§ Dataset entries
"""
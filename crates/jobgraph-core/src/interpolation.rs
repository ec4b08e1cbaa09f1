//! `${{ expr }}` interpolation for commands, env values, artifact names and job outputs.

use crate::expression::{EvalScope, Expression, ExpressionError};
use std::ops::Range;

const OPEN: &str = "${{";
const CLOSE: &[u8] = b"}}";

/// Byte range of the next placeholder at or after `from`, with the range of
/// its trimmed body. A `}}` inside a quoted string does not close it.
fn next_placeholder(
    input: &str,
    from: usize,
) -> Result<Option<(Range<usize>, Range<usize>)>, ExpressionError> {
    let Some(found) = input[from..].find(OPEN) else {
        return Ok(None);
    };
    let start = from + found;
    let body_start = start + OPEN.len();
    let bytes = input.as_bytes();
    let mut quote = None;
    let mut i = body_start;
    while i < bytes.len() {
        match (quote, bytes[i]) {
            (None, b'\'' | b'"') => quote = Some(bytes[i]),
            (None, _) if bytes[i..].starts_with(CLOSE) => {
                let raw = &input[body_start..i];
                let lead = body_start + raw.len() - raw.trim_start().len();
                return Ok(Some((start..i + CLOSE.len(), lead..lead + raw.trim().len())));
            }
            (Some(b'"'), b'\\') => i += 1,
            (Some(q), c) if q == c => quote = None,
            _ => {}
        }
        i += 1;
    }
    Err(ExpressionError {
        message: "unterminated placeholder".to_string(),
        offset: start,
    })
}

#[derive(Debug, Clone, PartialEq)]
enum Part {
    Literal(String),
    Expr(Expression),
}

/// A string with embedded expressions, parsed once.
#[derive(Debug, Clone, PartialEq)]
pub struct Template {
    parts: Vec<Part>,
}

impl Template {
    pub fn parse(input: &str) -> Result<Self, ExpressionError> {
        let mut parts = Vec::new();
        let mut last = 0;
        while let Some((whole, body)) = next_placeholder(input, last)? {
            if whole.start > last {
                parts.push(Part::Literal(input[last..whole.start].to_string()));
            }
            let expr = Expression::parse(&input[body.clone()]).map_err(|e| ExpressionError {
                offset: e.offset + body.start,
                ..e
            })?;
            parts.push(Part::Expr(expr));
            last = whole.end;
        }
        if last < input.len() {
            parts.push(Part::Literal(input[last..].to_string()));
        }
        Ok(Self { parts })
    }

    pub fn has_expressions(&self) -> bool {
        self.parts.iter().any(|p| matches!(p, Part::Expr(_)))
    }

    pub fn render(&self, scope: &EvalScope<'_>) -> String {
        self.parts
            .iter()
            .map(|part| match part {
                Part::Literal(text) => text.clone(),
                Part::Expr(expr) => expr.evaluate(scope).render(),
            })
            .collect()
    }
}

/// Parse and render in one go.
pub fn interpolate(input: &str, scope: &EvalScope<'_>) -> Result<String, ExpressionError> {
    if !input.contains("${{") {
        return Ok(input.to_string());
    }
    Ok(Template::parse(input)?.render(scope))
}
"""
§ WHAT NEEDS TO BE DONE
The records above are to be transcribed exactly, with nothing left out.

§ ANSWER SECTION
filename crates/jobgraph-core/src/interpolation.rs
repository ec4b08e1cbaa09f1
//! `${{ expr }}` interpolation for commands, env values, artifact names and job outputs.

use crate::expression::{EvalScope, Expression, ExpressionError};
use std::ops::Range;

const OPEN: &str = "${{";
const CLOSE: &[u8] = b"}}";

/// Byte range of the next placeholder at or after `from`, with the range of
/// its trimmed body. A `}}` inside a quoted string does not close it.
fn next_placeholder(
    input: &str,
    from: usize,
) -> Result<Option<(Range<usize>, Range<usize>)>, ExpressionError> {
    let Some(found) = input[from..].find(OPEN) else {
        return Ok(None);
    };
    let start = from + found;
    let body_start = start + OPEN.len();
    let bytes = input.as_bytes();
    let mut quote = None;
    let mut i = body_start;
    while i < bytes.len() {
        match (quote, bytes[i]) {
            (None, b'\'' | b'"') => quote = Some(bytes[i]),
            (None, _) if bytes[i..].starts_with(CLOSE) => {
                let raw = &input[body_start..i];
                let lead = body_start + raw.len() - raw.trim_start().len();
                return Ok(Some((start..i + CLOSE.len(), lead..lead + raw.trim().len())));
            }
            (Some(b'"'), b'\\') => i += 1,
            (Some(q), c) if q == c => quote = None,
            _ => {}
        }
        i += 1;
    }
    Err(ExpressionError {
        message: "unterminated placeholder".to_string(),
        offset: start,
    })
}

#[derive(Debug, Clone, PartialEq)]
enum Part {
    Literal(String),
    Expr(Expression),
}

/// A string with embedded expressions, parsed once.
#[derive(Debug, Clone, PartialEq)]
pub struct Template {
    parts: Vec<Part>,
}

impl Template {
    pub fn parse(input: &str) -> Result<Self, ExpressionError> {
        let mut parts = Vec::new();
        let mut last = 0;
        while let Some((whole, body)) = next_placeholder(input, last)? {
            if whole.start > last {
                parts.push(Part::Literal(input[last..whole.start].to_string()));
            }
            let expr = Expression::parse(&input[body.clone()]).map_err(|e| ExpressionError {
                offset: e.offset + body.start,
                ..e
            })?;
            parts.push(Part::Expr(expr));
            last = whole.end;
        }
        if last < input.len() {
            parts.push(Part::Literal(input[last..].to_string()));
        }
        Ok(Self { parts })
    }

    pub fn has_expressions(&self) -> bool {
        self.parts.iter().any(|p| matches!(p, Part::Expr(_)))
    }

    pub fn render(&self, scope: &EvalScope<'_>) -> String {
        self.parts
            .iter()
            .map(|part| match part {
                Part::Literal(text) => text.clone(),
                Part::Expr(expr) => expr.evaluate(scope).render(),
            })
            .collect()
    }
}

/// Parse and render in one go.
pub fn interpolate(input: &str, scope: &EvalScope<'_>) -> Result<String, ExpressionError> {
    if !input.contains("${{") {
        return Ok(input.to_string());
    }
    Ok(Template::parse(input)?.render(scope))
}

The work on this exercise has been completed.